▶ What needs to be done:
An exact copy of each record is required.

[Provided data — start]

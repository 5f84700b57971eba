use ariteg_store::Commit;
use ariteg_types::{now_millis, AritegLink};

/// Input to [`crate::Ariteg::store_commit`].
#[derive(Clone, Debug)]
pub struct CommitDraft {
    pub root: AritegLink,
    pub parents: Vec<AritegLink>,
    pub message: String,
    pub author: String,
    pub timestamp_ms: Option<i64>,
}

impl CommitDraft {
    pub fn new(root: AritegLink) -> Self {
        Self {
            root,
            parents: Vec::new(),
            message: String::new(),
            author: String::new(),
            timestamp_ms: None,
        }
    }

    pub fn with_parent(mut self, parent: AritegLink) -> Self {
        self.parents.push(parent);
        self
    }

    pub fn with_message(mut self, message: impl Into<String>) -> Self {
        self.message = message.into();
        self
    }

    pub fn with_author(mut self, author: impl Into<String>) -> Self {
        self.author = author.into();
        self
    }

    /// Pin the timestamp. Without it the commit is stamped when stored.
    pub fn with_timestamp(mut self, unix_timestamp_ms: i64) -> Self {
        self.timestamp_ms = Some(unix_timestamp_ms);
        self
    }

    pub(crate) fn into_commit(self) -> Commit {
        Commit {
            root: self.root,
            parents: self.parents,
            message: self.message,
            author: self.author,
            unix_timestamp_ms: self.timestamp_ms.unwrap_or_else(now_millis),
        }
    }
}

[Provided data — finish]

▶ Result for this task:
repository 5f84700b57971eba
use ariteg_store::Commit;
use ariteg_types::{now_millis, AritegLink};

/// Input to [`crate::Ariteg::store_commit`].
#[derive(Clone, Debug)]
pub struct CommitDraft {
    pub root: AritegLink,
    pub parents: Vec<AritegLink>,
    pub message: String,
    pub author: String,
    pub timestamp_ms: Option<i64>,
}

impl CommitDraft {
    pub fn new(root: AritegLink) -> Self {
        Self {
            root,
            parents: Vec::new(),
            message: String::new(),
            author: String::new(),
            timestamp_ms: None,
        }
    }

    pub fn with_parent(mut self, parent: AritegLink) -> Self {
        self.parents.push(parent);
        self
    }

    pub fn with_message(mut self, message: impl Into<String>) -> Self {
        self.message = message.into();
        self
    }

    pub fn with_author(mut self, author: impl Into<String>) -> Self {
        self.author = author.into();
        self
    }

    /// Pin the timestamp. Without it the commit is stamped when stored.
    pub fn with_timestamp(mut self, unix_timestamp_ms: i64) -> Self {
        self.timestamp_ms = Some(unix_timestamp_ms);
        self
    }

    pub(crate) fn into_commit(self) -> Commit {
        Commit {
            root: self.root,
            parents: self.parents,
            message: self.message,
            author: self.author,
            unix_timestamp_ms: self.timestamp_ms.unwrap_or_else(now_millis),
        }
    }
}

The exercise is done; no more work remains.